As discussed earlier, for classification tasks, we work on the dataset having some feature variables and a target variable. The feature variables can be continuous but the target variable is discrete. In our example 'Type of animal' is our target variable and Aquatic and Land being it's two classes. How they breathe, Food, Habitat, Body Characteristics being its feature variables.
As we have seen we do not work with categorical variables in ML, so we need to encode these target classes into some numerical value. 
let it be yi ∊ (-1,1), i is the number of training samples in our dataset (n training samples)
Classificatio Dataset


What is the mathematical function?

From the data plot, it is clear that there can be an infinite number of ways to create a partition boundary to separate the classes. The colored area shows ways to build the classification boundary. But we have to find the Just Right model that completes our classification task.
SVM models



Note - this plot is for visualization, as the number of features can be more and it is not possible to visualize an nth dimensional plot in 2D or 3D

In the nth dimension, we represent each data point as a vector and a line as a plane. So each data point is a vector and our model line is a Hyperplane. These extreme points of each class are called the Support Vectors and the complete SVM model is dependent on these support vectors. The distance between these Supporting Hyperplane is called the Separating Margin. SVM tries to separate the class by creating a Separating Hyperplane(model line) at the place where the two classes are furthest apart. This means this separating hyperplane is at equal distance from these supporting hyperplanes.  
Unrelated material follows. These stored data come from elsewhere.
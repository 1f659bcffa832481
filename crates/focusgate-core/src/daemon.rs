//! The background event loop.
//!
//! One task owns the [`SessionCoordinator`] and serializes everything that
//! touches it: client commands, the periodic tick, the initial state load
//! and shutdown. After each pass the coordinator's outbox is flushed, the
//! reply having already been sent.
//!
//! Until the persisted state has loaded, read-only commands are answered
//! from defaults and mutating ones are queued, then replayed in order.

use std::collections::VecDeque;
use std::future::Future;
use std::time::Duration;

use tokio::sync::{broadcast, mpsc, oneshot, watch};
use tokio::time::MissedTickBehavior;
use tracing::{debug, info, warn};

use crate::error::DaemonError;
use crate::events::Event;
use crate::policy::Decision;
use crate::session::{Command, DecisionContext, NavigationInterceptor, Response, SessionCoordinator};
use crate::storage::{PersistentStore, Snapshot};

const COMMAND_CHANNEL_CAPACITY: usize = 64;
const EVENT_CHANNEL_CAPACITY: usize = 64;

/// A command paired with the channel its response goes back on.
#[derive(Debug)]
pub struct Request {
    pub command: Command,
    pub reply: oneshot::Sender<Response>,
}

/// Client side of a running daemon. Cheap to clone.
///
/// The daemon stops once every handle is dropped.
#[derive(Debug, Clone)]
pub struct DaemonHandle {
    commands: mpsc::Sender<Request>,
    context: watch::Receiver<DecisionContext>,
    events: broadcast::Sender<Event>,
}

impl DaemonHandle {
    /// Send a command and wait for its response.
    pub async fn send(&self, command: Command) -> Result<Response, DaemonError> {
        let (reply, rx) = oneshot::channel();
        self.commands
            .send(Request { command, reply })
            .await
            .map_err(|_| DaemonError::Stopped)?;
        rx.await.map_err(|_| DaemonError::NoReply)
    }

    /// Answer a navigation check from the last published context, without
    /// a round trip through the loop.
    pub fn decide(&self, url: &str) -> Decision {
        self.context.borrow().decide(url)
    }

    /// Watch the decision context as it changes.
    pub fn context(&self) -> watch::Receiver<DecisionContext> {
        self.context.clone()
    }

    /// Receive every event from now on. Slow receivers lose the oldest ones.
    pub fn subscribe(&self) -> broadcast::Receiver<Event> {
        self.events.subscribe()
    }
}

pub struct Daemon<S, I> {
    coordinator: SessionCoordinator,
    store: S,
    interceptor: I,
    tick_interval: Duration,
    commands: mpsc::Receiver<Request>,
    context_tx: watch::Sender<DecisionContext>,
    events_tx: broadcast::Sender<Event>,
}

impl<S, I> Daemon<S, I>
where
    S: PersistentStore,
    I: NavigationInterceptor,
{
    pub fn new(
        coordinator: SessionCoordinator,
        store: S,
        interceptor: I,
        tick_interval: Duration,
    ) -> (Self, DaemonHandle) {
        let (commands_tx, commands) = mpsc::channel(COMMAND_CHANNEL_CAPACITY);
        let (context_tx, context_rx) = watch::channel(coordinator.decision_context().clone());
        let (events_tx, _) = broadcast::channel(EVENT_CHANNEL_CAPACITY);

        let handle = DaemonHandle {
            commands: commands_tx,
            context: context_rx,
            events: events_tx.clone(),
        };
        let daemon = Self {
            coordinator,
            store,
            interceptor,
            tick_interval: tick_interval.max(Duration::from_millis(1)),
            commands,
            context_tx,
            events_tx,
        };
        (daemon, handle)
    }

    /// Run until `shutdown` resolves or every handle is dropped.
    pub async fn run<F>(self, shutdown: F)
    where
        F: Future<Output = ()> + Send,
    {
        let Daemon {
            mut coordinator,
            store,
            interceptor,
            tick_interval,
            mut commands,
            context_tx,
            events_tx,
        } = self;
        let outlets = Outlets {
            store: &store,
            interceptor: &interceptor,
            context_tx: &context_tx,
            events_tx: &events_tx,
        };

        let load = Snapshot::load(&store);
        tokio::pin!(load);
        tokio::pin!(shutdown);

        let mut ticker = tokio::time::interval(tick_interval);
        ticker.set_missed_tick_behavior(MissedTickBehavior::Skip);

        let mut loaded = false;
        let mut pending: VecDeque<Request> = VecDeque::new();

        info!(tick_ms = tick_interval.as_millis() as u64, "Daemon started");

        loop {
            tokio::select! {
                result = &mut load, if !loaded => {
                    loaded = true;
                    match result {
                        Ok(snapshot) => coordinator.restore(snapshot),
                        Err(e) => {
                            warn!(error = %e, "Failed to load state, continuing with defaults");
                            coordinator.restore(Snapshot::default());
                        }
                    }
                    if !pending.is_empty() {
                        debug!(count = pending.len(), "Replaying queued commands");
                    }
                    while let Some(request) = pending.pop_front() {
                        serve(&mut coordinator, request);
                    }
                }
                _ = ticker.tick(), if loaded => {
                    coordinator.tick();
                }
                request = commands.recv() => match request {
                    Some(request) if !loaded && !request.command.is_query() => {
                        debug!(action = request.command.name(), "State not loaded yet, queueing");
                        pending.push_back(request);
                    }
                    Some(request) => serve(&mut coordinator, request),
                    None => {
                        info!("All handles dropped, stopping");
                        break;
                    }
                },
                _ = &mut shutdown => {
                    info!("Shutdown requested");
                    break;
                }
            }
            outlets.flush(&mut coordinator).await;
        }

        outlets.flush(&mut coordinator).await;
        info!("Daemon stopped");
    }
}

fn serve(coordinator: &mut SessionCoordinator, request: Request) {
    let action = request.command.name();
    let response = coordinator.handle(request.command);
    if request.reply.send(response).is_err() {
        debug!(action, "Client went away before the reply");
    }
}

/// Everything the outbox drains into.
struct Outlets<'a, S, I> {
    store: &'a S,
    interceptor: &'a I,
    context_tx: &'a watch::Sender<DecisionContext>,
    events_tx: &'a broadcast::Sender<Event>,
}

impl<S, I> Outlets<'_, S, I>
where
    S: PersistentStore,
    I: NavigationInterceptor,
{
    async fn flush(&self, coordinator: &mut SessionCoordinator) {
        let outbox = coordinator.take_outbox();
        if outbox.is_empty() {
            return;
        }

        let context = coordinator.decision_context().clone();
        self.context_tx.send_if_modified(|current| {
            if *current == context {
                false
            } else {
                *current = context;
                true
            }
        });

        if outbox.persist {
            let now = coordinator.now_ms();
            let snapshot = coordinator.snapshot();
            if let Err(e) = snapshot.save(self.store, now).await {
                warn!(error = %e, "Failed to persist state");
                coordinator.persist_failed();
            }
        }

        if let Some(rules) = outbox.rules {
            if let Err(e) = self.interceptor.install_rules(&rules).await {
                warn!(error = %e, "Failed to install rules");
                coordinator.rules_failed();
            }
        }

        for event in outbox.events {
            debug!(kind = event.kind(), "Event");
            // No subscribers is fine.
            let _ = self.events_tx.send(event);
        }
    }
}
Equation of our separating hyperplane will be :
wT*x + b = 0
w = the 'm' weight parameters for each feature variable 
x =  the 'm' feature variables 
b = the bias vector

What loss function is used?

SVM can be bottled down to an optimization problem where we have to maximize the separating margin and find the best separating Hyperplane with the constraint that all points must lie on the correct side of the Hyperplane.
But why maximize the separating margin?
The reason is that it will generate the best Separating Hyperplane which will be furthest from both the supporting vectors. This will reduce the prediction error on the unseen data to a large extent. This is what our aim is, to generate the Just Right model for the given dataset.
For this first, we need to find the separating margin,
we know the Separating Hyperplane equation is: wtx+b = 0
let's consider the data point x1 be the closest of the class to the separating Hyperplane.
Supporting Hyperplanes


xp : be the perpendicular projection of x1 on the hyperplane.
r: be the perpendicular distance of the point from the hyperplane

xp = x1- r

as r ⊥ w we can write: r = αw


as xp lies on the hyperplane then: wT*xp + b = 0
0 = wT*xp + b
0 = wT*(x1- r)+ b
0 = wT*(x1- αw) + b
αwTw = wT*x+ b
Value of α:
α = (wT*x+ b)/(wTw)

Length of r = ||r||
||r|| = √(rTr)
     = √(α*α*wTw) 
     = |α|√(wTw)
||r|| = (|wT*x+ b|)/ (||w||2)

As we have considered the hyperplane to be the best separating hyperplane means it must be at an equal distance from both the supporting hyperplanes.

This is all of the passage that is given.